Kids are going to die when the rats chew on the wiring and buildings burn down. And when they eat up the heating ductwork, the kids will freeze. Let alone the diseases.
The EPA administrators may not realize how hard it is to get rid of rats once they get started, but they make enough to hire professional exterminators, so they don’t have to worry.
The problem I had was the darn mice went up and over any traps I laid. The little monsters are smart. The dog ignored them, some help she was.
So I checked around the internet and found some natural repellants, so that I didn't poison the stupid dog.
Baking soda and pure peppermint oil. The baking soda apparently does ugly things to the inside of a rodent and they go off and die, and rodents don't like the smell of peppermint oil.

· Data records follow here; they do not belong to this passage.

//! The modified, order-canonical Merkle tree (C3).
//!
//! Nodes live in a flat arena (`Tree::arena`); children and parents are
//! arena indices rather than owned/back-reference pointers. This avoids
//! the ownership cycle of the original pointer-graph representation and
//! makes a tree cheap to walk in either direction.

use crate::error::{PocError, Result};
use crate::primitives::hash;

#[derive(Debug, Clone)]
pub struct Node {
    pub value: Vec<u8>,
    pub left: Option<usize>,
    pub right: Option<usize>,
    pub parent: Option<usize>,
}

impl Node {
    fn leaf(value: Vec<u8>) -> Self {
        Self {
            value,
            left: None,
            right: None,
            parent: None,
        }
    }

    pub fn is_leaf(&self) -> bool {
        self.left.is_none() && self.right.is_none()
    }
}

/// Order-canonical pairwise hash: `hash(min(a, b) || max(a, b))`. Hash
/// order is independent of which operand is the left/right child.
fn hash_pair(a: &[u8], b: &[u8]) -> Vec<u8> {
    let (lo, hi) = if a <= b { (a, b) } else { (b, a) };
    let mut preimage = Vec::with_capacity(lo.len() + hi.len());
    preimage.extend_from_slice(lo);
    preimage.extend_from_slice(hi);
    hash(&preimage).to_vec()
}

#[derive(Debug)]
pub struct Tree {
    arena: Vec<Node>,
    root: usize,
    num_leaves: usize,
}

impl Tree {
    /// Builds the tree level-by-level from an ordered sequence of leaf
    /// values. Odd-one-out nodes at any level are promoted to the next
    /// level verbatim, without a new hash.
    pub fn build(leaves: Vec<Vec<u8>>) -> Result<Self> {
        if leaves.is_empty() {
            return Err(PocError::Config("cannot build a tree with no leaves".into()));
        }

        let num_leaves = leaves.len();
        let mut arena: Vec<Node> = leaves.into_iter().map(Node::leaf).collect();
        let mut level: Vec<usize> = (0..num_leaves).collect();

        while level.len() > 1 {
            let mut next_level = Vec::with_capacity(level.len().div_ceil(2));

            for pair in level.chunks(2) {
                match pair {
                    [a, b] => {
                        let parent_value = hash_pair(&arena[*a].value, &arena[*b].value);
                        arena.push(Node {
                            value: parent_value,
                            left: Some(*a),
                            right: Some(*b),
                            parent: None,
                        });
                        let parent_idx = arena.len() - 1;
                        arena[*a].parent = Some(parent_idx);
                        arena[*b].parent = Some(parent_idx);
                        next_level.push(parent_idx);
                    }
                    [only] => next_level.push(*only),
                    _ => unreachable!("chunks(2) never yields more than two elements"),
                }
            }

            level = next_level;
        }

        Ok(Self {
            arena,
            root: level[0],
            num_leaves,
        })
    }

    pub fn root(&self) -> &[u8] {
        &self.arena[self.root].value
    }

    pub fn num_leaves(&self) -> usize {
        self.num_leaves
    }

    /// `ceil(log2(num_leaves))`, the longest root-to-leaf path. Individual
    /// proofs may be shorter when odd-one-out promotion skips levels.
    pub fn depth(&self) -> u32 {
        if self.num_leaves <= 1 {
            0
        } else {
            (usize::BITS - (self.num_leaves - 1).leading_zeros()) as u32
        }
    }

    fn node(&self, idx: usize) -> &Node {
        &self.arena[idx]
    }

    /// Descends from the root following `directions`: at each step, branch
    /// to the lexicographically-lesser child iff the next direction bit is
    /// `true`. Stops early (returning the current node's arena index) if
    /// the current node has no children, which happens whenever the actual
    /// branch is shorter than `depth()` due to odd-one-out promotion.
    pub fn descend(&self, directions: &[bool]) -> usize {
        let mut idx = self.root;

        for &want_lesser in directions {
            let node = self.node(idx);
            let (left, right) = match (node.left, node.right) {
                (Some(l), Some(r)) => (l, r),
                _ => break,
            };

            let left_is_lesser = self.node(left).value < self.node(right).value;
            idx = if left_is_lesser == want_lesser { left } else { right };
        }

        idx
    }

    /// The leaf value and the leaf-to-root sibling chain starting at arena
    /// index `leaf_idx`. Siblings are omitted at levels where `leaf_idx`'s
    /// ancestor was itself promoted without a hash step.
    pub fn proof_from(&self, leaf_idx: usize) -> (Vec<u8>, Vec<Vec<u8>>) {
        let leaf_value = self.node(leaf_idx).value.clone();
        let mut siblings = Vec::new();
        let mut idx = leaf_idx;

        while let Some(parent_idx) = self.node(idx).parent {
            let parent = self.node(parent_idx);
            let sibling_idx = match (parent.left, parent.right) {
                (Some(l), _) if l != idx => l,
                (_, Some(r)) => r,
                _ => unreachable!("a node with a parent is always one of that parent's children"),
            };
            siblings.push(self.node(sibling_idx).value.clone());
            idx = parent_idx;
        }

        (leaf_value, siblings)
    }
}
//! Property-based tests for the quantified invariants named in the spec's
//! testable-properties section: tree-build determinism, round-trip proof
//! reconstruction, challenge determinism, and tamper rejection.

use poc_custody::{challenge, merkle::Tree, proof, stage::Stage, verify};
use proptest::prelude::*;

fn leaves_strategy(max_len: usize) -> impl Strategy<Value = Vec<Vec<u8>>> {
    prop::collection::vec(prop::collection::vec(any::<u8>(), 32), 1..=max_len)
}

fn priv_key_strategy() -> impl Strategy<Value = [u8; 32]> {
    any::<[u8; 32]>().prop_map(|mut k| {
        k[0] |= 1; // never the all-zero scalar
        k
    })
}

proptest! {
    #![proptest_config(ProptestConfig::with_cases(64))]

    /// `build_tree(L).root` is deterministic for any non-empty leaf sequence.
    #[test]
    fn prop_build_is_deterministic(leaves in leaves_strategy(20)) {
        let a = Tree::build(leaves.clone()).unwrap();
        let b = Tree::build(leaves).unwrap();
        prop_assert_eq!(a.root(), b.root());
    }

    /// Every leaf's proof reconstructs to the tree's root.
    #[test]
    fn prop_every_leaf_proof_round_trips(leaves in leaves_strategy(20)) {
        let tree = Tree::build(leaves.clone()).unwrap();
        for i in 0..leaves.len() {
            let (leaf, siblings) = tree.proof_from(i);
            let root = verify::reconstruct(
                &poc_custody::proof::MerkleProof { leaf, siblings },
                None,
            ).unwrap();
            prop_assert_eq!(root, tree.root().to_vec());
        }
    }

    /// `challenge(seed, n, k)` is a deterministic function of its inputs.
    #[test]
    fn prop_challenge_is_deterministic(
        seed in prop::collection::vec(any::<u8>(), 1..64),
        n_sub in 1usize..8,
        depth in 0u32..10,
    ) {
        let a = challenge::generate(&seed, n_sub, depth);
        let b = challenge::generate(&seed, n_sub, depth);
        prop_assert_eq!(a, b);
    }

    /// An honest stage always verifies against its own challenge response.
    #[test]
    fn prop_honest_response_always_verifies(
        file in prop::collection::vec(any::<u8>(), 1..512),
        priv_key in priv_key_strategy(),
    ) {
        let stage = Stage::build(&file, &priv_key).unwrap();
        let ch = challenge::generate(b"property-seed", 3, stage.data_tree.depth());
        let poc = proof::produce(&stage, &ch);
        prop_assert!(verify::verify(&poc, stage.data_root(), stage.sig_root(), &ch));
    }

    /// Flipping any single byte of a data-proof leaf breaks verification.
    #[test]
    fn prop_tampered_leaf_byte_is_rejected(
        file in prop::collection::vec(any::<u8>(), 32..512),
        priv_key in priv_key_strategy(),
        flip_index in 0usize..8,
    ) {
        let stage = Stage::build(&file, &priv_key).unwrap();
        let ch = challenge::generate(b"property-seed", 4, stage.data_tree.depth());
        let mut poc = proof::produce(&stage, &ch);

        let idx = flip_index % poc.data_proofs.len();
        poc.data_proofs[idx].leaf[0] ^= 0x01;

        prop_assert!(!verify::verify(&poc, stage.data_root(), stage.sig_root(), &ch));
    }
}
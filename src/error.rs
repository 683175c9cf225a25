use thiserror::Error;

/// Structured error kinds for the proof-of-custody core.
///
/// Staging surfaces `Config`/`Crypto`/`Io` to the caller; verification
/// never returns an `Err` — a malformed or tampered proof is folded into
/// a `false` accept/reject boolean instead (see `verify`).
#[derive(Error, Debug)]
pub enum PocError {
    #[error("config: {0}")]
    Config(String),

    #[error("io: {0}")]
    Io(#[from] std::io::Error),

    #[error("crypto: {0}")]
    Crypto(String),

    #[error("protocol: {0}")]
    Protocol(String),
}

pub type Result<T> = std::result::Result<T, PocError>;
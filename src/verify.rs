//! Proof verifier (C7): reconstructs both roots from proofs, enforces
//! direction compatibility on the data-tree path, and checks that each
//! data leaf's signature recovers a signer.

use crate::challenge::Challenge;
use crate::error::{PocError, Result};
use crate::primitives::{hash, verify_signature, SIGNATURE_LEN};
use crate::proof::{MerkleProof, PoC};

fn hash_pair(a: &[u8], b: &[u8]) -> Vec<u8> {
    let (lo, hi) = if a <= b { (a, b) } else { (b, a) };
    let mut preimage = Vec::with_capacity(lo.len() + hi.len());
    preimage.extend_from_slice(lo);
    preimage.extend_from_slice(hi);
    hash(&preimage).to_vec()
}

/// Folds `proof.siblings` onto `proof.leaf` via order-canonical hashing.
///
/// When `directions` is given, checks at each step that the climb agrees
/// with the corresponding root-to-leaf direction bit, rejecting on any
/// mismatch. Directions are indexed root-to-leaf while this walks
/// leaf-to-root, so the `i`-th sibling (counting up from the leaf) is
/// checked against `directions[siblings.len() - 1 - i]`. Direction bits
/// beyond the proof's own length (surplus bits left over from a branch
/// shorter than the tree's nominal depth) are never consulted.
pub fn reconstruct(proof: &MerkleProof, directions: Option<&[bool]>) -> Result<Vec<u8>> {
    let mut h = proof.leaf.clone();
    let num_siblings = proof.siblings.len();

    for (i, sibling) in proof.siblings.iter().enumerate() {
        if let Some(dirs) = directions {
            let idx = num_siblings - 1 - i;
            let want_lesser = *dirs
                .get(idx)
                .ok_or_else(|| PocError::Protocol("direction bitstring too short".into()))?;
            let h_is_lesser = h.as_slice() < sibling.as_slice();
            if h_is_lesser != want_lesser {
                return Err(PocError::Protocol("direction bit mismatch".into()));
            }
        }
        h = hash_pair(&h, sibling);
    }

    Ok(h)
}

/// The three checks of a single sub-challenge's response: the data proof
/// reconstructs to `file_root` under direction-checked reconstruction, the
/// signature proof reconstructs to `sig_root` undirected, and the data
/// leaf's signature recovers a signer. Never panics; any malformed input
/// degrades to `false`.
pub fn verify_one(
    data_proof: &MerkleProof,
    sig_proof: &MerkleProof,
    directions: &[bool],
    file_root: &[u8],
    sig_root: &[u8],
) -> bool {
    let data_ok = matches!(
        reconstruct(data_proof, Some(directions)),
        Ok(root) if root == file_root
    );

    let sig_ok = matches!(
        reconstruct(sig_proof, None),
        Ok(root) if root == sig_root
    );

    let signature_binds_leaf = (|| {
        let msg: [u8; 32] = data_proof.leaf.as_slice().try_into().ok()?;
        let sig: [u8; SIGNATURE_LEN] = sig_proof.leaf.as_slice().try_into().ok()?;
        Some(verify_signature(&msg, &sig))
    })()
    .unwrap_or(false);

    data_ok && sig_ok && signature_binds_leaf
}

/// Accepts iff every sub-challenge in `challenge` passes [`verify_one`].
pub fn verify(poc: &PoC, file_root: &[u8], sig_root: &[u8], challenge: &Challenge) -> bool {
    if poc.data_proofs.len() != challenge.directions.len()
        || poc.sig_proofs.len() != challenge.directions.len()
    {
        return false;
    }

    poc.data_proofs
        .iter()
        .zip(&poc.sig_proofs)
        .zip(&challenge.directions)
        .all(|((data_proof, sig_proof), directions)| {
            verify_one(data_proof, sig_proof, directions, file_root, sig_root)
        })
}
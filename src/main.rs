use std::path::PathBuf;
use std::process::ExitCode;
use std::sync::Arc;

use clap::{Parser, Subcommand};
use log::{error, info};

use modem_sms::config::CONFIG_FILE;
use modem_sms::port::PortLister;
use modem_sms::prelude::*;

#[derive(Parser, Debug)]
#[command(name = "modem_sms", version, about = "SMS over a serial GSM modem")]
struct Cli {
    /// RON configuration file
    #[arg(short, long, default_value = CONFIG_FILE)]
    config: PathBuf,

    #[command(subcommand)]
    command: Option<Command>,
}

#[derive(Subcommand, Debug)]
enum Command {
    /// Receive messages until the modem goes away (default)
    Listen,
    /// Send one message to one or more numbers
    Send {
        /// Recipient numbers, local or +international
        #[arg(short, long, required = true, num_args = 1..)]
        to: Vec<String>,
        #[arg(short, long, default_value = "")]
        message: String,
    },
    /// List serial ports and their manufacturers
    Ports,
}

#[tokio::main]
async fn main() -> ExitCode {
    env_logger::Builder::from_env(env_logger::Env::default().default_filter_or("info")).init();

    let cli = Cli::parse();
    match run(cli).await {
        Ok(()) => ExitCode::SUCCESS,
        Err(e) => {
            error!("{e}");
            ExitCode::FAILURE
        }
    }
}

async fn run(cli: Cli) -> Result<()> {
    let config = ModemConfig::load(&cli.config)?;
    let service = ModemService::new(config, Arc::new(SystemPorts), Arc::new(LogStore));

    match cli.command.unwrap_or(Command::Listen) {
        Command::Listen => {
            let handle = service.start_listening().await?;
            let link = handle.link().clone();
            tokio::select! {
                _ = tokio::signal::ctrl_c() => {
                    info!("Interrupted, closing {}", link.settings().port_name);
                    link.close();
                }
                () = handle.join() => {}
            }
        }
        Command::Send { to, message } => {
            let batch = service.send_batch(&to, &message).await?;
            info!("Sent {}/{}", batch.sent_count(), batch.messages.len());
        }
        Command::Ports => {
            for port in SystemPorts.list()? {
                println!(
                    "{}\t{}",
                    port.path,
                    port.manufacturer.as_deref().unwrap_or("-")
                );
            }
        }
    }
    Ok(())
}
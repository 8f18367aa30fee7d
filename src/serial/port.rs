use std::fmt;
use std::sync::Arc;
use std::sync::atomic::{AtomicUsize, Ordering};

use log::{debug, error, info, trace, warn};
use tokio::io::{self, AsyncRead, AsyncReadExt, AsyncWrite, AsyncWriteExt};
use tokio::sync::{broadcast, mpsc, watch};
use tokio::task::JoinHandle;
use tokio::time::Duration;
use tokio_serial::SerialPortBuilderExt;
pub use tokio_serial::{DataBits, FlowControl, Parity, SerialStream, StopBits};

use super::encoding::hex_dump;
use crate::error::{ModemError, Result};

/// Size of a single read from the device.
const READ_BUFFER_SIZE: usize = 1024;

/// serial port settings
#[derive(Clone, Debug, PartialEq, Eq)]
pub struct PortSettings {
    pub port_name: String,
    pub baud_rate: u32,
    pub data_bits: DataBits,
    pub stop_bits: StopBits,
    pub parity: Parity,
    pub flow_control: FlowControl,
    pub timeout: Duration,
}

impl PortSettings {
    /// 9600 8N1 without flow control, the framing GSM modems expect.
    pub fn new(port_name: impl Into<String>) -> Self {
        PortSettings {
            port_name: port_name.into(),
            baud_rate: 9600,
            data_bits: DataBits::Eight,
            stop_bits: StopBits::One,
            parity: Parity::None,
            flow_control: FlowControl::None,
            timeout: Duration::from_millis(500),
        }
    }

    /// Overrides the baud rate.
    #[must_use]
    pub fn with_baud_rate(mut self, baud_rate: u32) -> Self {
        self.baud_rate = baud_rate;
        self
    }
}

/// open serial port
pub async fn open_port(settings: &PortSettings) -> Result<SerialStream> {
    match tokio_serial::new(&settings.port_name, settings.baud_rate)
        .data_bits(settings.data_bits)
        .parity(settings.parity)
        .stop_bits(settings.stop_bits)
        .flow_control(settings.flow_control)
        .timeout(settings.timeout)
        .open_native_async()
    {
        Ok(stream) => {
            info!("Opened serial port: {}", settings.port_name);
            Ok(stream)
        }
        Err(e) => {
            error!("Failed to open serial port {}: {}", settings.port_name, e);
            Err(ModemError::port_open(&settings.port_name, e.to_string()))
        }
    }
}

/// serial link state
#[derive(Clone, Copy, Debug, PartialEq, Eq)]
pub enum LinkState {
    /// serial port is ready
    Ready,
    /// serial port was closed by us
    Closed,
    /// serial port failed and will not recover
    Error,
}

impl LinkState {
    pub fn is_open(&self) -> bool {
        matches!(self, LinkState::Ready)
    }
}

impl fmt::Display for LinkState {
    fn fmt(&self, f: &mut fmt::Formatter<'_>) -> fmt::Result {
        match self {
            LinkState::Ready => write!(f, "ready"),
            LinkState::Closed => write!(f, "closed"),
            LinkState::Error => write!(f, "error"),
        }
    }
}

/// Snapshot of the open session's parameters.
#[derive(Clone, Debug, PartialEq, Eq)]
pub struct SerialSession {
    pub device_path: String,
    pub baud_rate: u32,
    pub parity: Parity,
    pub stop_bits: StopBits,
    pub data_bits: DataBits,
    pub is_open: bool,
}

/// An open serial channel.
///
/// One task reads the device and broadcasts every chunk to all current
/// subscribers in arrival order. Another task owns the write half and drains
/// an ordered queue, so [`SerialLink::write`] never waits on the device.
/// When the reader stops (EOF, I/O error or [`SerialLink::close`]) every
/// subscription sees end of stream.
pub struct SerialLink {
    settings: PortSettings,
    // Never polled; only used to hand out fresh receivers.
    template: broadcast::Receiver<Vec<u8>>,
    writes: mpsc::UnboundedSender<Vec<u8>>,
    state: Arc<watch::Sender<LinkState>>,
    listeners: Arc<AtomicUsize>,
    reader: JoinHandle<()>,
    writer: JoinHandle<()>,
}

impl SerialLink {
    /// Opens the device described by `settings`.
    pub async fn open(settings: PortSettings, capacity: usize) -> Result<Self> {
        let stream = open_port(&settings).await?;
        Ok(Self::spawn(stream, settings, capacity))
    }

    /// Starts the read and write tasks over an already open transport.
    pub fn spawn<T>(port: T, settings: PortSettings, capacity: usize) -> Self
    where
        T: AsyncRead + AsyncWrite + Send + 'static,
    {
        let (mut rec, mut send) = io::split(port);
        let (chunk_tx, template) = broadcast::channel(capacity);
        let (write_tx, mut write_rx) = mpsc::unbounded_channel::<Vec<u8>>();
        let (state, _) = watch::channel(LinkState::Ready);
        let state = Arc::new(state);

        let read_state = state.clone();
        let name = settings.port_name.clone();
        let reader = tokio::spawn(async move {
            debug!("Read task started on {name}");
            let mut buffer = [0u8; READ_BUFFER_SIZE];
            loop {
                match rec.read(&mut buffer[..]).await {
                    Ok(0) => {
                        warn!("Serial port {name} reached end of stream");
                        read_state.send_replace(LinkState::Error);
                        break;
                    }
                    Ok(n) => {
                        trace!("{name} rx [{}]", hex_dump(&buffer[..n]));
                        // Err only means nobody is subscribed right now.
                        let _ = chunk_tx.send(buffer[..n].to_vec());
                    }
                    Err(e)
                        if matches!(
                            e.kind(),
                            std::io::ErrorKind::TimedOut | std::io::ErrorKind::Interrupted
                        ) =>
                    {
                        continue;
                    }
                    Err(e) => {
                        error!("Serial port {name} read error: {e}");
                        read_state.send_replace(LinkState::Error);
                        break;
                    }
                }
            }
        });

        let write_state = state.clone();
        let name = settings.port_name.clone();
        let stop_reader = reader.abort_handle();
        let writer = tokio::spawn(async move {
            debug!("Write task started on {name}");
            while let Some(data) = write_rx.recv().await {
                trace!("{name} tx [{}]", hex_dump(&data));
                let result = match send.write_all(&data).await {
                    Ok(()) => send.flush().await,
                    Err(e) => Err(e),
                };
                if let Err(e) = result {
                    error!("Serial port {name} write error: {e}");
                    // A dead write side ends the session for readers too.
                    write_state.send_replace(LinkState::Error);
                    stop_reader.abort();
                    break;
                }
            }
        });

        SerialLink {
            settings,
            template,
            writes: write_tx,
            state,
            listeners: Arc::new(AtomicUsize::new(0)),
            reader,
            writer,
        }
    }

    /// Queues `data` for the device. Returns once queued, not once written.
    pub fn write(&self, data: impl Into<Vec<u8>>) -> Result<()> {
        let state = self.state();
        if !state.is_open() {
            return Err(ModemError::port_write(format!(
                "{} is {state}",
                self.settings.port_name
            )));
        }
        self.writes
            .send(data.into())
            .map_err(|_| ModemError::port_write(format!("{} writer stopped", self.settings.port_name)))
    }

    /// Subscribes to chunks arriving from now on.
    pub fn subscribe(&self) -> Subscription {
        let count = self.listeners.fetch_add(1, Ordering::SeqCst) + 1;
        debug!("Listener attached to {} ({count} active)", self.settings.port_name);
        Subscription {
            rx: self.template.resubscribe(),
            listeners: self.listeners.clone(),
        }
    }

    /// Number of live subscriptions.
    pub fn listener_count(&self) -> usize {
        self.listeners.load(Ordering::SeqCst)
    }

    pub fn state(&self) -> LinkState {
        *self.state.borrow()
    }

    pub fn is_open(&self) -> bool {
        self.state().is_open()
    }

    /// Resolves once the link leaves [`LinkState::Ready`].
    pub async fn closed(&self) -> LinkState {
        let mut rx = self.state.subscribe();
        match rx.wait_for(|s| !s.is_open()).await {
            Ok(state) => *state,
            Err(_) => LinkState::Closed,
        }
    }

    pub fn settings(&self) -> &PortSettings {
        &self.settings
    }

    pub fn session(&self) -> SerialSession {
        SerialSession {
            device_path: self.settings.port_name.clone(),
            baud_rate: self.settings.baud_rate,
            parity: self.settings.parity,
            stop_bits: self.settings.stop_bits,
            data_bits: self.settings.data_bits,
            is_open: self.is_open(),
        }
    }

    /// Stops both tasks; every subscription then sees end of stream.
    pub fn close(&self) {
        self.reader.abort();
        self.writer.abort();
        if self.is_open() {
            self.state.send_replace(LinkState::Closed);
        }
        info!("Closed serial port: {}", self.settings.port_name);
    }
}

impl Drop for SerialLink {
    fn drop(&mut self) {
        self.reader.abort();
        self.writer.abort();
    }
}

/// A live listener on a [`SerialLink`]. Dropping it detaches the listener.
pub struct Subscription {
    rx: broadcast::Receiver<Vec<u8>>,
    listeners: Arc<AtomicUsize>,
}

impl Subscription {
    /// Next chunk, or `None` once the link has stopped reading.
    ///
    /// Chunks dropped because this listener fell behind are logged and
    /// skipped.
    pub async fn recv(&mut self) -> Option<Vec<u8>> {
        loop {
            match self.rx.recv().await {
                Ok(chunk) => return Some(chunk),
                Err(broadcast::error::RecvError::Lagged(skipped)) => {
                    warn!("Listener lagged, {skipped} chunks dropped");
                }
                Err(broadcast::error::RecvError::Closed) => return None,
            }
        }
    }
}

impl Drop for Subscription {
    fn drop(&mut self) {
        let left = self.listeners.fetch_sub(1, Ordering::SeqCst) - 1;
        debug!("Listener released ({left} active)");
    }
}
//! # Encoding Module
//!
//! Conversions between raw serial bytes and the text the AT protocol speaks.

/// Decodes modem output as UTF-8, replacing invalid sequences.
///
/// # Examples
///
/// ```
/// use modem_sms::serial::encoding::decode_text;
///
/// assert_eq!(decode_text(b"+CMGS: 12\r\n"), "+CMGS: 12\r\n");
/// ```
#[must_use]
pub fn decode_text(source_data: &[u8]) -> String {
    String::from_utf8_lossy(source_data).into_owned()
}

/// Renders bytes as space separated hex pairs for trace logs.
///
/// # Examples
///
/// ```
/// use modem_sms::serial::encoding::hex_dump;
///
/// assert_eq!(hex_dump(b"AT\r"), "41 54 0d");
/// ```
#[must_use]
pub fn hex_dump(source_data: &[u8]) -> String {
    source_data
        .chunks(1)
        .map(hex::encode)
        .collect::<Vec<_>>()
        .join(" ")
}

#[cfg(test)]
mod tests {
    use super::*;

    #[test]
    fn test_decode_ascii() {
        assert_eq!(decode_text(b"OK\r\n"), "OK\r\n");
    }

    #[test]
    fn test_decode_invalid_utf8() {
        let result = decode_text(&[b'O', 0xFF, b'K']);
        assert!(result.starts_with('O'));
        assert!(result.ends_with('K'));
        assert!(result.contains('\u{FFFD}'));
    }

    #[test]
    fn test_hex_dump_ctrl_z() {
        assert_eq!(hex_dump(&[0x1A]), "1a");
    }

    #[test]
    fn test_hex_dump_empty() {
        assert_eq!(hex_dump(&[]), "");
    }
}
//! # Modem SMS
//!
//! Sends and receives SMS through a GSM/3G modem attached over a serial
//! port, speaking the AT command set in text mode.
//!
//! ## Features
//!
//! - **Port Discovery**: picks the modem among the host's serial ports by
//!   device path and USB manufacturer.
//! - **Async Serial Link**: non-blocking reads and writes on the Tokio
//!   runtime, with every received chunk broadcast to all listeners.
//! - **Inbound Parsing**: turns unsolicited `+CMT:` notifications into
//!   structured messages regardless of how the stream is chunked.
//! - **Send Correlation**: matches each outgoing message with the modem's
//!   `+CMGS:` / `+CMS ERROR:` answer, bounded by a timeout.
//! - **Auto-Reply**: optionally acknowledges every inbound message.
//!
//! ## Architecture
//!
//! - [`port`]: serial port enumeration and modem discovery
//! - [`serial`]: the open serial channel
//! - [`sms`]: message records, AT commands, parser and sender
//! - [`modem`]: the service tying them together
//! - [`config`]: RON configuration
//! - [`error`]: custom error types

pub mod config;
pub mod error;
pub mod modem;
pub mod port;
pub mod serial;
pub mod sms;

/// Re-exports for convenience
pub mod prelude {
    pub use crate::config::ModemConfig;
    pub use crate::error::*;
    pub use crate::modem::{ListenHandle, ModemService};
    pub use crate::port::SystemPorts;
    pub use crate::sms::{BatchResult, InboundSms, LogStore, MessageStore, SendStatus};
}
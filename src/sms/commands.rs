//! AT commands and the fire-and-forget initialization sequencer.

use log::debug;
use tokio::time::{Duration, sleep};

use crate::error::Result;
use crate::serial::SerialLink;

/// Plain attention, wakes the modem up.
pub const CMD_PING: &str = "AT\r";
/// Text mode SMS.
pub const CMD_TEXT_MODE: &str = "AT+CMGF=1\r";
/// Route new messages straight to the terminal as `+CMT:` notifications.
pub const CMD_NOTIFY_IMMEDIATE: &str = "AT+CNMI=1,2,0,0,0\r";
/// Ctrl+Z, terminates a message body.
pub const CTRL_Z: u8 = 0x1A;

/// Unsolicited incoming message header.
pub const MARKER_INCOMING: &str = "+CMT:";
/// Successful send acknowledgment.
pub const MARKER_SENT: &str = "+CMGS:";
/// Send rejected by the modem or network.
pub const MARKER_SEND_ERROR: &str = "+CMS ERROR:";

/// `AT+CMGS="<phone>"\r`, opens the body prompt for `phone`.
#[must_use]
pub fn send_prompt(phone: &str) -> String {
    format!("AT+CMGS=\"{phone}\"\r")
}

/// Writes `commands` in order, pausing `settle` after each one.
///
/// Responses are not read; a misbehaving modem shows up later as parse or
/// send anomalies.
pub async fn run_sequence<S: AsRef<str>>(
    link: &SerialLink,
    commands: &[S],
    settle: Duration,
) -> Result<()> {
    for command in commands {
        let command = command.as_ref();
        debug!("-> {}", command.trim_end());
        link.write(command)?;
        sleep(settle).await;
    }
    Ok(())
}
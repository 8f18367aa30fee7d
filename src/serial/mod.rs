//! # Serial Module
//!
//! The serial link to the modem: opening the device, ordered writes and a
//! broadcast stream of raw chunks.

pub mod encoding;
pub mod port;

pub use port::{LinkState, PortSettings, SerialLink, SerialSession, Subscription};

Within 3 days, I never saw a mouse in the house again.
We won't discuss the bird that got in last week though. :-)
That makes sense, and neither of ours did. Our fat cat is the son of a pampered pedigreed Maine Coon show cat and we got him at four months old; he’s never had to deal with mice until this year (he’s 8). Our skinny cat is also a Maine Coon but he was rescued from a breeder who got overwhelmed and ended up with 30+ cats; he was low cat on the totem pole and had very little socialization. We got him at 11 months and he didn’t even have a name, hadn’t been groomed or fixed, and had lost his tail when a door got slammed on it. They’re both great cats, very sweet and loving in that offbeat Maine Coon way, but they were never trained as mousers; they go by sheer kitty instinct about catching a mouse, but once they do, they tend to slowly beat it to death playing with it instead of killing it quickly.
}:-)4
Never had to deal with mice, but would seriously consider a cat if necessary. Maybe a Maine Coon or something of the big American breeds. Rats - well, our late lab took care of that problem.:) Much cheaper than vector control.
Ben too!
EPA=Extreme Protection Agency. Anyone who lives in rented old buildings in the inner city known how necessary such usually are. Many times I have prayed and pulverized many packets of mouse poison and mixed it with a little peanut butter when the invaders would not eat the pellets, and they all died, thank God.
Years ago bedbugs were killed using sulfur candles, but these and many other old remedies also are illegal. Perhaps banning boric acid will be next.